Adaptive Integration of Categorical and Multi-relational Ontologies with EHR Data for Medical Concept Embedding
Why this work is in the frame
A frame that forgets how it found something cannot be audited. These are the routes that admitted this work.
Bibliographic record
Abstract
Representation learning has been applied to Electronic Health Records (EHR) for medical concept embedding and the downstream predictive analytics tasks with promising results. Medical ontologies can also be integrated to guide the learning so the embedding space can better align with existing medical knowledge. Yet, properly carrying out the integration is non-trivial. Medical concepts that are similar according to a medical ontology may not be necessarily close in the embedding space learned from the EHR data, as medical ontologies organize medical concepts for their own specific objectives. Any integration methodology without considering the underlying inconsistency will result in sub-optimal medical concept embedding and, in turn, degrade the performance of the downstream tasks.

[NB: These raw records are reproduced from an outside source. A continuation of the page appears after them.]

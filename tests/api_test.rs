//! HTTP-level tests for the user and thread read models.

use axum::body::Body;
use axum::http::{Request, StatusCode};
use axum::Router;
use forum_comments_service::api::{build_router, AppState};
use forum_comments_service::search::{SearchConfig, ThreadSearchService};
use forum_comments_service::state::InMemoryStore;
use serde_json::{json, Value};
use std::sync::Arc;
use tempfile::TempDir;
use tower::ServiceExt;

async fn test_router() -> (Router, TempDir) {
    let dir = TempDir::new().unwrap();
    let config = SearchConfig {
        index_path: dir.path().to_path_buf(),
        ..Default::default()
    };

    let store = Arc::new(InMemoryStore::new());
    let search = Arc::new(
        ThreadSearchService::new(config, store.clone())
            .await
            .unwrap(),
    );

    (build_router(AppState::new(store, search)), dir)
}

async fn post_json(app: &Router, uri: &str, body: Value) -> (StatusCode, Value) {
    let response = app
        .clone()
        .oneshot(
            Request::builder()
                .method("POST")
                .uri(uri)
                .header("content-type", "application/json")
                .body(Body::from(body.to_string()))
                .unwrap(),
        )
        .await
        .unwrap();

    let status = response.status();
    let bytes = axum::body::to_bytes(response.into_body(), usize::MAX)
        .await
        .unwrap();
    let value = if bytes.is_empty() {
        Value::Null
    } else {
        serde_json::from_slice(&bytes).unwrap()
    };
    (status, value)
}

async fn get_json(app: &Router, uri: &str) -> (StatusCode, Value) {
    let response = app
        .clone()
        .oneshot(Request::builder().uri(uri).body(Body::empty()).unwrap())
        .await
        .unwrap();

    let status = response.status();
    let bytes = axum::body::to_bytes(response.into_body(), usize::MAX)
        .await
        .unwrap();
    let value = if bytes.is_empty() {
        Value::Null
    } else {
        serde_json::from_slice(&bytes).unwrap()
    };
    (status, value)
}

fn thread_body(title: &str, author: &str) -> Value {
    json!({
        "course_id": "course-v1:Demo",
        "commentable_id": "general",
        "title": title,
        "body": "thread body",
        "author_id": author,
    })
}

#[tokio::test]
async fn test_user_crud_roundtrip() {
    let (app, _dir) = test_router().await;

    let (status, created) =
        post_json(&app, "/v1/users", json!({"id": "42", "username": "alice"})).await;
    assert_eq!(status, StatusCode::CREATED);
    assert_eq!(created["username"], "alice");
    assert_eq!(created["default_sort_key"], "date");

    let (status, fetched) = get_json(&app, "/v1/users/42").await;
    assert_eq!(status, StatusCode::OK);
    assert_eq!(fetched["external_id"], "42");

    let response = app
        .clone()
        .oneshot(
            Request::builder()
                .method("PUT")
                .uri("/v1/users/42")
                .header("content-type", "application/json")
                .body(Body::from(
                    json!({"default_sort_key": "activity"}).to_string(),
                ))
                .unwrap(),
        )
        .await
        .unwrap();
    assert_eq!(response.status(), StatusCode::OK);

    let (_, updated) = get_json(&app, "/v1/users/42").await;
    assert_eq!(updated["default_sort_key"], "activity");
}

#[tokio::test]
async fn test_active_threads_ordering_and_dedup() {
    let (app, _dir) = test_router().await;

    // Alice authors thread A, then comments on Bob's thread B; B has the
    // most recent activity from Alice, so it lists first. Two comments on
    // the same thread appear once.
    let (_, thread_a) = post_json(&app, "/v1/threads", thread_body("Thread A", "alice")).await;
    let (_, thread_b) = post_json(&app, "/v1/threads", thread_body("Thread B", "bob")).await;
    let thread_b_id = thread_b["id"].as_str().unwrap();

    let comment_uri = format!("/v1/threads/{}/comments", thread_b_id);
    let (status, _) = post_json(
        &app,
        &comment_uri,
        json!({"body": "first comment", "author_id": "alice"}),
    )
    .await;
    assert_eq!(status, StatusCode::CREATED);
    let (status, _) = post_json(
        &app,
        &comment_uri,
        json!({"body": "second comment", "author_id": "alice"}),
    )
    .await;
    assert_eq!(status, StatusCode::CREATED);

    let (status, page) = get_json(
        &app,
        "/v1/users/alice/active_threads?course_id=course-v1:Demo",
    )
    .await;
    assert_eq!(status, StatusCode::OK);

    let collection = page["collection"].as_array().unwrap();
    assert_eq!(collection.len(), 2);
    assert_eq!(collection[0]["id"], thread_b["id"]);
    assert_eq!(collection[1]["id"], thread_a["id"]);
    assert_eq!(page["num_pages"], 1);
    assert_eq!(page["page"], 1);
}

#[tokio::test]
async fn test_active_threads_page_clamped_into_range() {
    let (app, _dir) = test_router().await;

    post_json(&app, "/v1/threads", thread_body("Only one", "alice")).await;

    let (status, page) = get_json(
        &app,
        "/v1/users/alice/active_threads?course_id=course-v1:Demo&page=7&per_page=5",
    )
    .await;
    assert_eq!(status, StatusCode::OK);
    assert_eq!(page["page"], 1);
    assert_eq!(page["collection"].as_array().unwrap().len(), 1);
}

#[tokio::test]
async fn test_active_threads_without_course_is_empty() {
    let (app, _dir) = test_router().await;

    let (status, page) = get_json(&app, "/v1/users/alice/active_threads").await;
    assert_eq!(status, StatusCode::OK);
    assert!(page["collection"].as_array().unwrap().is_empty());
}

#[tokio::test]
async fn test_recent_active_threads_endpoint() {
    let (app, _dir) = test_router().await;

    post_json(&app, "/v1/threads", thread_body("Quiet thread", "alice")).await;
    let (_, busy) = post_json(&app, "/v1/threads", thread_body("Busy thread", "bob")).await;

    // A comment bumps the busy thread's activity
    let comment_uri = format!("/v1/threads/{}/comments", busy["id"].as_str().unwrap());
    post_json(
        &app,
        &comment_uri,
        json!({"body": "bump", "author_id": "carol"}),
    )
    .await;

    let (status, threads) = get_json(
        &app,
        "/v1/threads/recent_active?course_id=course-v1:Demo",
    )
    .await;
    assert_eq!(status, StatusCode::OK);

    let threads = threads.as_array().unwrap().clone();
    assert_eq!(threads.len(), 2);
    assert_eq!(threads[0]["id"], busy["id"]);

    // Without a course scope the listing is empty
    let (status, empty) = get_json(&app, "/v1/threads/recent_active").await;
    assert_eq!(status, StatusCode::OK);
    assert!(empty.as_array().unwrap().is_empty());
}

#[tokio::test]
async fn test_comment_creation_bumps_thread_counters() {
    let (app, _dir) = test_router().await;

    let (_, thread) = post_json(&app, "/v1/threads", thread_body("Counted", "alice")).await;
    let thread_id = thread["id"].as_str().unwrap();

    let comment_uri = format!("/v1/threads/{}/comments", thread_id);
    post_json(
        &app,
        &comment_uri,
        json!({"body": "a comment", "author_id": "bob"}),
    )
    .await;

    let (_, refreshed) = get_json(&app, &format!("/v1/threads/{}", thread_id)).await;
    assert_eq!(refreshed["comment_count"], 1);
}

#[tokio::test]
async fn test_comment_on_missing_thread_is_404() {
    let (app, _dir) = test_router().await;

    let (status, _) = post_json(
        &app,
        &format!("/v1/threads/{}/comments", uuid::Uuid::new_v4()),
        json!({"body": "orphan", "author_id": "bob"}),
    )
    .await;

    assert_eq!(status, StatusCode::NOT_FOUND);
}

#[tokio::test]
async fn test_comment_search_returns_parent_thread() {
    let (app, _dir) = test_router().await;

    let (_, thread) = post_json(&app, "/v1/threads", thread_body("Parent", "alice")).await;
    let comment_uri = format!("/v1/threads/{}/comments", thread["id"].as_str().unwrap());
    post_json(
        &app,
        &comment_uri,
        json!({"body": "unmistakable zanzibar keyword", "author_id": "bob"}),
    )
    .await;

    let (status, outcome) = get_json(&app, "/v1/search/threads?text=zanzibar").await;
    assert_eq!(status, StatusCode::OK);
    assert_eq!(outcome["total_results"], 1);
    assert_eq!(outcome["collection"][0]["id"], thread["id"]);
}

In this article, we propose a novel representation learning framework called ADORE ( AD aptive O ntological RE presentations) that allows the medical ontologies to adapt their structures for more robust integrating with the EHR data. ADORE first learns multiple embeddings for each category in the ontology via an attention mechanism. At the same time, it supports an adaptive integration of categorical and multi-relational ontologies in the embedding space using a category-aware graph attention network. We evaluate the performance of ADORE on a number of predictive analytics tasks using two EHR datasets. Our experimental results show that the medical concept embeddings obtained by ADORE can outperform the state-of-the-art methods for all the tasks. More importantly, it can result in clinically meaningful sub-categorization of the existing ontological categories and yield attention values that can further enhance the model interpretability.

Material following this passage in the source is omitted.